You talk a lot of sense there Rob, but I don't agree with some of it though, for instance refugees and migrants are a problem, they are using up facilities and finance that could be used for needy people in this country, I am a great believer in charity begins at home.
Plus many people in this country are afraid of the terrorists that may be among those refugees coming into this country.

Rather than take a NIMBY view of problems, what are the solutions to millions of people displaced by conflict? I think there is an overall consensus on this forum at least that accomodating people in Europe can or is giving rise to many problems. So what is an alternative approach that helps millions of displaced Syrians, as well as countless other people from coutries to the East of Syria living in nations destabilised by American, European and Saudi policy?

I think most large problems do not have perfect solutions. We have to find the least imperfect one.

It's a side issue but one raised several times here about the EU. Lots of people in the UK don't seem to be very fond of it. But most people in the UK can't remember Europe without the EU. I watched an interview with a World War 2 veteran a few years ago. He didn't like the EU either. Didn't like the erosion of British sovereignty. But he pointed out he would put up with a lot of erosion if it meant his grand children or great grand children didn't have to watch their friends die in another European war. The EU was an American sponsored institution to stabilise Europe whose track record of not falling apart and trying to destroy and subsume each other wasn't good in the few hundred years prior to its formation. You can believe strongly that the EU is a bad thing but with any view or decision the tricky bit is to think ahead and imagine the alternatives.

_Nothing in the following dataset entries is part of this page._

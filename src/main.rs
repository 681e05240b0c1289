use anyhow::{bail, Context, Result};
use clap::{Parser, Subcommand};
use std::path::{Path, PathBuf};
use std::time::{Duration, Instant};

use minidex::config::EngineConfig;
use minidex::engine::Engine;
use minidex::output;
use minidex::query::{PhraseStrategy, WildcardStrategy};
use minidex::server::{self, is_daemon_running, QueryClient};
use minidex::utils::progress;

/// How long an in-process query waits for its folder to be indexed
const LOCAL_INDEX_TIMEOUT: Duration = Duration::from_secs(600);

#[derive(Parser)]
#[command(name = "minidex")]
#[command(about = "In-memory full-text search over .txt and .fb2 documents")]
struct Cli {
    #[command(subcommand)]
    command: Commands,

    /// Disable colored output
    #[arg(long, global = true)]
    no_color: bool,
}

#[derive(Subcommand)]
enum Commands {
    /// Index a folder, watch it for new files and serve queries
    Serve {
        #[arg(default_value = ".")]
        dir: PathBuf,
    },
    /// Postfix boolean query, e.g. `java python AND`
    Bool {
        #[arg(required = true)]
        query: Vec<String>,

        /// Index this folder in-process instead of asking the server
        #[arg(short, long)]
        path: Option<PathBuf>,
    },
    /// Exact phrase query
    Phrase {
        #[arg(required = true)]
        phrase: Vec<String>,

        #[arg(short, long, value_enum, default_value_t)]
        strategy: PhraseStrategy,

        /// Index this folder in-process instead of asking the server
        #[arg(short, long)]
        path: Option<PathBuf>,
    },
    /// Wildcard query over the vocabulary, e.g. `pro*ing`
    Wildcard {
        pattern: String,

        #[arg(short, long, value_enum, default_value_t)]
        strategy: WildcardStrategy,

        /// Index this folder in-process instead of asking the server
        #[arg(short, long)]
        path: Option<PathBuf>,
    },
    /// Show server status
    Status,
    /// Stop the running server
    Stop,
}

enum Query {
    Boolean(String),
    Phrase(String, PhraseStrategy),
    Wildcard(String, WildcardStrategy),
}

enum Answer {
    Documents(Vec<PathBuf>),
    Terms(Vec<String>),
}

fn main() -> Result<()> {
    env_logger::Builder::from_env(env_logger::Env::default().default_filter_or("info")).init();

    let cli = Cli::parse();
    let color = !cli.no_color;

    match cli.command {
        Commands::Serve { dir } => {
            if is_daemon_running() {
                bail!("A server is already running. Stop it first with 'minidex stop'");
            }
            server::daemon::serve(&dir, EngineConfig::load())?;
        }
        Commands::Bool { query, path } => {
            run_query(Query::Boolean(query.join(" ")), path, color)?;
        }
        Commands::Phrase {
            phrase,
            strategy,
            path,
        } => {
            run_query(Query::Phrase(phrase.join(" "), strategy), path, color)?;
        }
        Commands::Wildcard {
            pattern,
            strategy,
            path,
        } => {
            run_query(Query::Wildcard(pattern, strategy), path, color)?;
        }
        Commands::Status => match QueryClient::connect() {
            Some(mut client) => output::print_status(&client.status()?, color)?,
            None => println!("Server is not running"),
        },
        Commands::Stop => {
            if server::daemon::stop_daemon()? {
                println!("Server stopped");
            } else {
                println!("Server is not running");
            }
        }
    }

    Ok(())
}

/// Ask the running server, or index `path` (default `.`) in-process when
/// a path is given or no server answers
fn run_query(query: Query, path: Option<PathBuf>, color: bool) -> Result<()> {
    let start = Instant::now();

    let answer = match (path, QueryClient::connect()) {
        (None, Some(mut client)) => remote_query(&mut client, &query)?,
        (path, _) => {
            let root = path.unwrap_or_else(|| PathBuf::from("."));
            local_query(&root, &query)?
        }
    };

    let elapsed = start.elapsed().as_secs_f64() * 1000.0;
    match answer {
        Answer::Documents(paths) => {
            output::print_paths(&paths, color)?;
            output::print_summary(paths.len(), "document", elapsed);
        }
        Answer::Terms(terms) => {
            output::print_terms(&terms, color)?;
            output::print_summary(terms.len(), "term", elapsed);
        }
    }
    Ok(())
}

fn remote_query(client: &mut QueryClient, query: &Query) -> Result<Answer> {
    Ok(match query {
        Query::Boolean(q) => Answer::Documents(client.boolean(q)?),
        Query::Phrase(p, strategy) => Answer::Documents(client.phrase(p, *strategy)?),
        Query::Wildcard(p, strategy) => Answer::Terms(client.wildcard(p, *strategy)?),
    })
}

fn local_query(root: &Path, query: &Query) -> Result<Answer> {
    let root = root
        .canonicalize()
        .with_context(|| format!("Invalid path: {}", root.display()))?;

    let engine = Engine::new(EngineConfig::load())?;

    let pb = progress::spinner(&format!("Indexing {}", root.display()));
    engine.ingest_directory(&root)?;
    let settled = engine.wait_until_indexed(LOCAL_INDEX_TIMEOUT);
    pb.finish_and_clear();

    if !settled {
        log::warn!("indexing did not finish in time, results may be incomplete");
    }

    let sorted_paths = |found: std::collections::HashSet<PathBuf>| {
        let mut paths: Vec<PathBuf> = found.into_iter().collect();
        paths.sort();
        paths
    };

    Ok(match query {
        Query::Boolean(q) => Answer::Documents(sorted_paths(engine.boolean_query(q)?)),
        Query::Phrase(p, strategy) => {
            Answer::Documents(sorted_paths(engine.phrase_query(p, *strategy)))
        }
        Query::Wildcard(p, strategy) => {
            let mut terms: Vec<String> = engine.wildcard_query(p, *strategy)?.into_iter().collect();
            terms.sort_unstable();
            Answer::Terms(terms)
        }
    })
}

Right now I think Russia are probably doing what is needed to bring stability to Syria. They seem to be attacking Assad's opponents. Some of whom are ISIL, some of whom are not. Western governments will throw their hands up and say Russia are killing those who have a legitimate right to oppose Assad. But what they really fear is a another Russian aligned state. It's a massively imperfect solution, and in the short term may only add to the refugee and migrant crisis. In the long term it may further increase tension between Europe and Russia.

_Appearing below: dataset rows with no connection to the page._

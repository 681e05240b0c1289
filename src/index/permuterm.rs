use parking_lot::RwLock;
use std::collections::{BTreeMap, HashSet};
use std::ops::Bound;

use super::bus::IndexSubscriber;
use super::types::{fast_set, FastSet, IndexEvent};

/// End-of-term marker. Sorts after every char a term can contain.
pub const MARKER: char = char::MAX;

/// Rotation of `term + MARKER` -> terms producing it
pub struct PermutermIndex {
    rotations: RwLock<BTreeMap<String, HashSet<String>>>,
    indexed: FastSet<String>,
}

impl Default for PermutermIndex {
    fn default() -> Self {
        Self::new()
    }
}

/// Every rotation of `term + MARKER`
pub fn rotations(term: &str) -> Vec<String> {
    let chars: Vec<char> = term.chars().chain(std::iter::once(MARKER)).collect();
    (0..chars.len())
        .map(|i| chars[i..].iter().chain(&chars[..i]).collect())
        .collect()
}

impl PermutermIndex {
    pub fn new() -> Self {
        Self {
            rotations: RwLock::new(BTreeMap::new()),
            indexed: fast_set(),
        }
    }

    pub fn add_term(&self, term: &str) {
        let term = term.to_lowercase();
        if self.indexed.contains(&term) || !self.indexed.insert(term.clone()) {
            return;
        }

        let keys = rotations(&term);
        let mut map = self.rotations.write();
        for key in keys {
            map.entry(key).or_default().insert(term.clone());
        }
    }

    /// Terms matching `prefix*suffix`. Any other number of `*` yields nothing.
    pub fn search_by_pattern(&self, pattern: &str) -> HashSet<String> {
        let Some((prefix, suffix)) = pattern.split_once('*') else {
            return HashSet::new();
        };
        if suffix.contains('*') {
            return HashSet::new();
        }

        let mut key = String::with_capacity(pattern.len() + MARKER.len_utf8());
        key.push_str(suffix);
        key.push(MARKER);
        key.push_str(prefix);

        let map = self.rotations.read();
        map.range::<str, _>((Bound::Included(key.as_str()), Bound::Unbounded))
            .take_while(|(rotation, _)| rotation.starts_with(&key))
            .flat_map(|(_, terms)| terms.iter().cloned())
            .collect()
    }

    /// Terms with a rotation containing `substring + MARKER`.
    /// Full scan over every rotation.
    pub fn terms_containing(&self, substring: &str) -> HashSet<String> {
        let mut needle = String::with_capacity(substring.len() + MARKER.len_utf8());
        needle.push_str(substring);
        needle.push(MARKER);

        let map = self.rotations.read();
        map.iter()
            .filter(|(rotation, _)| rotation.contains(&needle))
            .flat_map(|(_, terms)| terms.iter().cloned())
            .collect()
    }

    pub fn term_count(&self) -> usize {
        self.indexed.len()
    }

    pub fn rotation_count(&self) -> usize {
        self.rotations.read().len()
    }
}

impl IndexSubscriber for PermutermIndex {
    fn name(&self) -> &'static str {
        "permuterm"
    }

    fn handle(&self, event: &IndexEvent) {
        if let IndexEvent::Term(e) = event {
            self.add_term(&e.term);
        }
    }
}

#[cfg(test)]
mod tests {
    use super::*;

    fn index(terms: &[&str]) -> PermutermIndex {
        let index = PermutermIndex::new();
        for t in terms {
            index.add_term(t);
        }
        index
    }

    fn set(terms: &[&str]) -> HashSet<String> {
        terms.iter().map(|t| t.to_string()).collect()
    }

    #[test]
    fn test_rotations() {
        let m = MARKER.to_string();
        assert_eq!(
            rotations("ab"),
            vec![format!("ab{m}"), format!("b{m}a"), format!("{m}ab")]
        );
        assert_eq!(rotations(""), vec![m]);
    }

    #[test]
    fn test_prefix_pattern() {
        let index = index(&["java", "javascript", "python"]);
        assert_eq!(index.search_by_pattern("jav*"), set(&["java", "javascript"]));
    }

    #[test]
    fn test_suffix_pattern() {
        let index = index(&["java", "javascript", "python", "programming", "testing"]);
        assert_eq!(index.search_by_pattern("*ing"), set(&["programming", "testing"]));
    }

    #[test]
    fn test_infix_pattern() {
        let index = index(&["programming", "program", "pricing", "pig"]);
        assert_eq!(index.search_by_pattern("pr*ing"), set(&["programming", "pricing"]));
    }

    #[test]
    fn test_star_alone_matches_everything() {
        let index = index(&["a", "bc"]);
        assert_eq!(index.search_by_pattern("*"), set(&["a", "bc"]));
    }

    #[test]
    fn test_wrong_star_count_is_empty() {
        let index = index(&["java"]);
        assert!(index.search_by_pattern("java").is_empty());
        assert!(index.search_by_pattern("j*v*").is_empty());
    }

    #[test]
    fn test_terms_are_lowercased_and_deduplicated() {
        let index = index(&["Java", "java"]);
        assert_eq!(index.term_count(), 1);
        assert_eq!(index.rotation_count(), 5);
        assert_eq!(index.search_by_pattern("ja*"), set(&["java"]));
    }

    #[test]
    fn test_terms_containing() {
        let index = index(&["testing", "sing", "song"]);
        assert_eq!(index.terms_containing("ing"), set(&["testing", "sing"]));
        assert!(index.terms_containing("xyz").is_empty());
    }
}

The one thing I don't think will help the situation though is vilifying the people that are trying to better their lives and moving from where their homes were. That is exactly the sort of mentality that for example, UK Conservatives applaud. Even if none of them has been brave enough to say it since Norman Tebbitt. Refugees and migrants aren't a problem, they are human beings displaced by problems.

No answers. Just my 2p.

Sorry Rob.

Not much I agree with you on there.
Looks like your a supporter of letting them all flock to UK ?
 
It is without doubt religion is the root of all evil.

If I had my way practising ANY religion would carry the death penalty, there is no place for it in today's modern world.

All it seems to do is create disharmony, destruction and death.


Totally agree.

Religion is the root of all evil in one way or another.

Should be banned.
No place for it any more.

Every one seems to be killing or trying to convert some one else from one imaginary god to another imaginary god.